The average energy is 97 keV/u for all charge-states and the total energy spread is 5 keV/u for Ta²⁰⁺.

The transverse emittance has been measured as 22 mm.mrad (4 x rms un-normalised) using the pepper-pot and phosphor screen arrangement.

The first results of the CERN laser ion source show 1-2 mA (peak current) in each of 3 charge-states around Ta²⁰⁺, accelerated to 97 keV/u, within a transverse emittance of 22 mm.mrad (4 x rms). The experimental system consists of a free-running CO₂ laser providing 15 J in the first peak, 59 kV at ion extraction from the plasma, a simple 2 solenoid beam transport and an RFQ designed for high charge-state heavy ions. The optimization of the full ensemble has just begun.

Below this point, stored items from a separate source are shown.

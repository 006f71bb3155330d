mod auth;
mod error;
pub mod routes;

use std::net::SocketAddr;
use std::sync::Arc;

use axum::Router;
use tower_http::cors::{Any, CorsLayer};
use tower_http::trace::TraceLayer;
use tracing::info;

use alerts::AlertScheduler;
use backtest::StrategyLibrary;
use common::{AlertStore, MarketDataProvider, Result};
use indicators::IndicatorCalculator;

pub use error::{ApiError, ApiResult};

/// Shared application state injected into every route handler.
#[derive(Clone)]
pub struct AppState {
    pub store: Arc<dyn AlertStore>,
    pub market: Arc<dyn MarketDataProvider>,
    pub scheduler: Arc<AlertScheduler>,
    /// Serves `/api/indicators`; separate from the scheduler's own cache.
    pub calculator: Arc<IndicatorCalculator>,
    pub strategies: Arc<StrategyLibrary>,
    pub api_token: String,
}

impl AppState {
    fn token_matches(&self, token: &str) -> bool {
        !self.api_token.is_empty() && token == self.api_token
    }
}

/// The full router: public health check plus the token-protected API.
pub fn app(state: AppState) -> Router {
    let cors = CorsLayer::new()
        .allow_origin(Any)
        .allow_headers(Any)
        .allow_methods(Any);

    Router::new()
        .merge(routes::api_router(state.clone()))
        .merge(routes::ws_router())
        .merge(routes::health_router())
        .with_state(state)
        .layer(TraceLayer::new_for_http())
        .layer(cors)
}

/// Build and run the Axum API server until the process exits.
pub async fn serve(state: AppState, port: u16) -> Result<()> {
    let addr = SocketAddr::from(([0, 0, 0, 0], port));
    let listener = tokio::net::TcpListener::bind(addr).await?;
    info!(%addr, "Dashboard API listening");
    axum::serve(listener, app(state)).await?;
    Ok(())
}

The work detailed in this report would not have been possible without the aid of CERN's survey team, RF group, vacuum group, magnet group and mechanical support.

1. H. Kugler, "Laser Ion Source Development for Heavy Ions", these proceedings.
2. J. Collier, G. Hall, H. Haseroth, H. Kugler, A. Kuttenberger, K. Langbein, R. Scrivens, T.R. Sherwood, J. Tambini, O.B. Shamaev, B.Yu. Sharkov, A. Shumshurov, S.M. Kozochkin, K.N. Makarov and Yu.A. Satov, "Laser Ion Source Development at CERN". Rev. Sci. Instrum. 67 (3), p 1337-1339. (1996)
3. J. Collier, H. Haseroth, A. Kuttenberger and K. Langbein. "Acceleration of Light Ions from a Laser Ion Source in a Four Vane Radio Frequency Quadrupole". Rev. Sci. Instrum. 67 (3), p 1089-1091. (1996)
4. V. Roerich, TRINITI, Moscow Region, private communication.
5. A.M. Lombardi and E. Tanke, "Design and Beam Tests of an RFQ to Accelerate a Lead Ion Beam from a Laser Ion Source", these proceedings.
6. A.N. Ishmuratov, "Electron and Photon Generation from Solids Under the Influence of Highly Charged Ions and Nuclei from Laser Produced Plasma" Ph.D. Thesis, Lebedev Institute Moscow. (1987)
7. G.L. Cano, "Secondary Electron Emission from Au, Mo and CuBe by High-Charge-Number Laser-Produced Metal Ions" J. Appl. Phys., Vol. 44, No. 12. (1973)
8. I. Roudskoy, ITEP Moscow, private communication.